• [Record excerpts]:
[Start of Attachment]

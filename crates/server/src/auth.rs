//! Registration, login and the bearer-token middleware.
//!
//! Tokens are HS256 JWTs carrying the user id in `sub`. The middleware
//! reloads the user on every request so a deleted account loses access
//! immediately.

use api_types::{
    Envelope,
    auth::{Register, Session, SignIn},
    user::UserView,
};
use axum::{
    Json,
    extract::{Request, State},
    http::StatusCode,
    middleware::Next,
    response::Response,
};
use axum_extra::{
    TypedHeader,
    headers::{Authorization, authorization::Bearer},
};
use chrono::Utc;
use engine::{EngineError, Role, User};
use jsonwebtoken::{DecodingKey, EncodingKey, Header, Validation, decode, encode};
use serde::{Deserialize, Serialize};

use crate::{ServerError, server::ServerState, views};

#[derive(Debug, Serialize, Deserialize)]
pub(crate) struct Claims {
    pub(crate) sub: String,
    pub(crate) email: String,
    pub(crate) role: String,
    pub(crate) iat: i64,
    pub(crate) exp: i64,
}

/// Signing material and account policy used by the auth endpoints.
#[derive(Clone)]
pub(crate) struct AuthKeys {
    encoding: EncodingKey,
    decoding: DecodingKey,
    ttl_secs: u64,
    admin_emails: Vec<String>,
}

impl AuthKeys {
    pub(crate) fn new(secret: &str, ttl_secs: u64, admin_emails: &[String]) -> Self {
        Self {
            encoding: EncodingKey::from_secret(secret.as_bytes()),
            decoding: DecodingKey::from_secret(secret.as_bytes()),
            ttl_secs,
            admin_emails: admin_emails
                .iter()
                .map(|email| email.trim().to_lowercase())
                .collect(),
        }
    }

    fn role_for(&self, email: &str) -> Role {
        let email = email.trim().to_lowercase();
        if self.admin_emails.contains(&email) {
            Role::Admin
        } else {
            Role::User
        }
    }

    fn issue(&self, user: &User) -> Result<String, ServerError> {
        let now = Utc::now().timestamp();
        let claims = Claims {
            sub: user.id.clone(),
            email: user.email.clone(),
            role: user.role.as_str().to_string(),
            iat: now,
            exp: now.saturating_add(i64::try_from(self.ttl_secs).unwrap_or(i64::MAX)),
        };
        encode(&Header::default(), &claims, &self.encoding)
            .map_err(|err| ServerError::Internal(format!("failed to sign token: {err}")))
    }

    fn verify(&self, token: &str) -> Result<Claims, ServerError> {
        decode::<Claims>(token, &self.decoding, &Validation::default())
            .map(|data| data.claims)
            .map_err(|_| ServerError::Unauthorized("invalid or expired token".to_string()))
    }
}

/// Resolve the bearer token into an [`engine::User`] request extension.
pub(crate) async fn require_user(
    bearer: Option<TypedHeader<Authorization<Bearer>>>,
    State(state): State<ServerState>,
    mut request: Request,
    next: Next,
) -> Result<Response, ServerError> {
    let Some(TypedHeader(Authorization(bearer))) = bearer else {
        return Err(ServerError::Unauthorized(
            "missing bearer token".to_string(),
        ));
    };
    let claims = state.auth.verify(bearer.token())?;

    let user = match state.engine.user(&claims.sub).await {
        Ok(user) => user,
        Err(EngineError::KeyNotFound(_)) => {
            return Err(ServerError::Unauthorized("unknown user".to_string()));
        }
        Err(err) => return Err(err.into()),
    };

    request.extensions_mut().insert(user);
    Ok(next.run(request).await)
}

/// Handle requests for creating a new account
pub async fn register(
    State(state): State<ServerState>,
    Json(payload): Json<Register>,
) -> Result<(StatusCode, Json<Envelope<UserView>>), ServerError> {
    let role = state.auth.role_for(&payload.email);
    let user = state
        .engine
        .register_user(
            &payload.first_name,
            &payload.last_name,
            &payload.email,
            &payload.password,
            payload.image.as_deref(),
            role,
        )
        .await?;

    Ok((
        StatusCode::CREATED,
        Json(Envelope::ok("User registered successfully", views::user(&user))),
    ))
}

/// Handle requests for signing in
pub async fn login(
    State(state): State<ServerState>,
    Json(payload): Json<SignIn>,
) -> Result<Json<Envelope<Session>>, ServerError> {
    let user = state
        .engine
        .authenticate(&payload.email, &payload.password)
        .await?;
    let access_token = state.auth.issue(&user)?;
    tracing::info!(user_id = %user.id, "user signed in");

    Ok(Json(Envelope::ok(
        "Login successful",
        Session {
            access_token,
            token_type: "Bearer".to_string(),
            expires_in: state.auth.ttl_secs,
            user: views::user(&user),
        },
    )))
}

#[cfg(test)]
mod tests {
    use chrono::TimeZone;

    use super::*;

    fn user() -> User {
        let at = Utc.with_ymd_and_hms(2024, 1, 1, 0, 0, 0).unwrap();
        User {
            id: "user-1".to_string(),
            first_name: "Ada".to_string(),
            last_name: "Lovelace".to_string(),
            email: "ada@example.com".to_string(),
            image: None,
            role: Role::User,
            created_at: at,
            updated_at: at,
        }
    }

    #[test]
    fn issued_token_verifies() {
        let keys = AuthKeys::new("secret", 60, &[]);
        let token = keys.issue(&user()).unwrap();
        let claims = keys.verify(&token).unwrap();
        assert_eq!(claims.sub, "user-1");
        assert_eq!(claims.role, "user");
        assert_eq!(claims.exp - claims.iat, 60);
    }

    #[test]
    fn token_from_other_secret_is_rejected() {
        let token = AuthKeys::new("one", 60, &[]).issue(&user()).unwrap();
        assert!(AuthKeys::new("two", 60, &[]).verify(&token).is_err());
    }

    #[test]
    fn admin_emails_ignore_case() {
        let keys = AuthKeys::new("secret", 60, &["Root@Example.com".to_string()]);
        assert_eq!(keys.role_for("root@example.COM"), Role::Admin);
        assert_eq!(keys.role_for("ada@example.com"), Role::User);
    }
}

[End of Attachment]

• [What this task involves]: Copy out all of the records verbatim.

• [Written answer]:
filename crates/server/src/auth.rs
//! Registration, login and the bearer-token middleware.
//!
//! Tokens are HS256 JWTs carrying the user id in `sub`. The middleware
//! reloads the user on every request so a deleted account loses access
//! immediately.

use api_types::{
    Envelope,
    auth::{Register, Session, SignIn},
    user::UserView,
};
use axum::{
    Json,
    extract::{Request, State},
    http::StatusCode,
    middleware::Next,
    response::Response,
};
use axum_extra::{
    TypedHeader,
    headers::{Authorization, authorization::Bearer},
};
use chrono::Utc;
use engine::{EngineError, Role, User};
use jsonwebtoken::{DecodingKey, EncodingKey, Header, Validation, decode, encode};
use serde::{Deserialize, Serialize};

use crate::{ServerError, server::ServerState, views};

#[derive(Debug, Serialize, Deserialize)]
pub(crate) struct Claims {
    pub(crate) sub: String,
    pub(crate) email: String,
    pub(crate) role: String,
    pub(crate) iat: i64,
    pub(crate) exp: i64,
}

/// Signing material and account policy used by the auth endpoints.
#[derive(Clone)]
pub(crate) struct AuthKeys {
    encoding: EncodingKey,
    decoding: DecodingKey,
    ttl_secs: u64,
    admin_emails: Vec<String>,
}

impl AuthKeys {
    pub(crate) fn new(secret: &str, ttl_secs: u64, admin_emails: &[String]) -> Self {
        Self {
            encoding: EncodingKey::from_secret(secret.as_bytes()),
            decoding: DecodingKey::from_secret(secret.as_bytes()),
            ttl_secs,
            admin_emails: admin_emails
                .iter()
                .map(|email| email.trim().to_lowercase())
                .collect(),
        }
    }

    fn role_for(&self, email: &str) -> Role {
        let email = email.trim().to_lowercase();
        if self.admin_emails.contains(&email) {
            Role::Admin
        } else {
            Role::User
        }
    }

    fn issue(&self, user: &User) -> Result<String, ServerError> {
        let now = Utc::now().timestamp();
        let claims = Claims {
            sub: user.id.clone(),
            email: user.email.clone(),
            role: user.role.as_str().to_string(),
            iat: now,
            exp: now.saturating_add(i64::try_from(self.ttl_secs).unwrap_or(i64::MAX)),
        };
        encode(&Header::default(), &claims, &self.encoding)
            .map_err(|err| ServerError::Internal(format!("failed to sign token: {err}")))
    }

    fn verify(&self, token: &str) -> Result<Claims, ServerError> {
        decode::<Claims>(token, &self.decoding, &Validation::default())
            .map(|data| data.claims)
            .map_err(|_| ServerError::Unauthorized("invalid or expired token".to_string()))
    }
}

/// Resolve the bearer token into an [`engine::User`] request extension.
pub(crate) async fn require_user(
    bearer: Option<TypedHeader<Authorization<Bearer>>>,
    State(state): State<ServerState>,
    mut request: Request,
    next: Next,
) -> Result<Response, ServerError> {
    let Some(TypedHeader(Authorization(bearer))) = bearer else {
        return Err(ServerError::Unauthorized(
            "missing bearer token".to_string(),
        ));
    };
    let claims = state.auth.verify(bearer.token())?;

    let user = match state.engine.user(&claims.sub).await {
        Ok(user) => user,
        Err(EngineError::KeyNotFound(_)) => {
            return Err(ServerError::Unauthorized("unknown user".to_string()));
        }
        Err(err) => return Err(err.into()),
    };

    request.extensions_mut().insert(user);
    Ok(next.run(request).await)
}

/// Handle requests for creating a new account
pub async fn register(
    State(state): State<ServerState>,
    Json(payload): Json<Register>,
) -> Result<(StatusCode, Json<Envelope<UserView>>), ServerError> {
    let role = state.auth.role_for(&payload.email);
    let user = state
        .engine
        .register_user(
            &payload.first_name,
            &payload.last_name,
            &payload.email,
            &payload.password,
            payload.image.as_deref(),
            role,
        )
        .await?;

    Ok((
        StatusCode::CREATED,
        Json(Envelope::ok("User registered successfully", views::user(&user))),
    ))
}

/// Handle requests for signing in
pub async fn login(
    State(state): State<ServerState>,
    Json(payload): Json<SignIn>,
) -> Result<Json<Envelope<Session>>, ServerError> {
    let user = state
        .engine
        .authenticate(&payload.email, &payload.password)
        .await?;
    let access_token = state.auth.issue(&user)?;
    tracing::info!(user_id = %user.id, "user signed in");

    Ok(Json(Envelope::ok(
        "Login successful",
        Session {
            access_token,
            token_type: "Bearer".to_string(),
            expires_in: state.auth.ttl_secs,
            user: views::user(&user),
        },
    )))
}

#[cfg(test)]
mod tests {
    use chrono::TimeZone;

    use super::*;

    fn user() -> User {
        let at = Utc.with_ymd_and_hms(2024, 1, 1, 0, 0, 0).unwrap();
        User {
            id: "user-1".to_string(),
            first_name: "Ada".to_string(),
            last_name: "Lovelace".to_string(),
            email: "ada@example.com".to_string(),
            image: None,
            role: Role::User,
            created_at: at,
            updated_at: at,
        }
    }

    #[test]
    fn issued_token_verifies() {
        let keys = AuthKeys::new("secret", 60, &[]);
        let token = keys.issue(&user()).unwrap();
        let claims = keys.verify(&token).unwrap();
        assert_eq!(claims.sub, "user-1");
        assert_eq!(claims.role, "user");
        assert_eq!(claims.exp - claims.iat, 60);
    }

    #[test]
    fn token_from_other_secret_is_rejected() {
        let token = AuthKeys::new("one", 60, &[]).issue(&user()).unwrap();
        assert!(AuthKeys::new("two", 60, &[]).verify(&token).is_err());
    }

    #[test]
    fn admin_emails_ignore_case() {
        let keys = AuthKeys::new("secret", 60, &["Root@Example.com".to_string()]);
        assert_eq!(keys.role_for("root@example.COM"), Role::Admin);
        assert_eq!(keys.role_for("ada@example.com"), Role::User);
    }
}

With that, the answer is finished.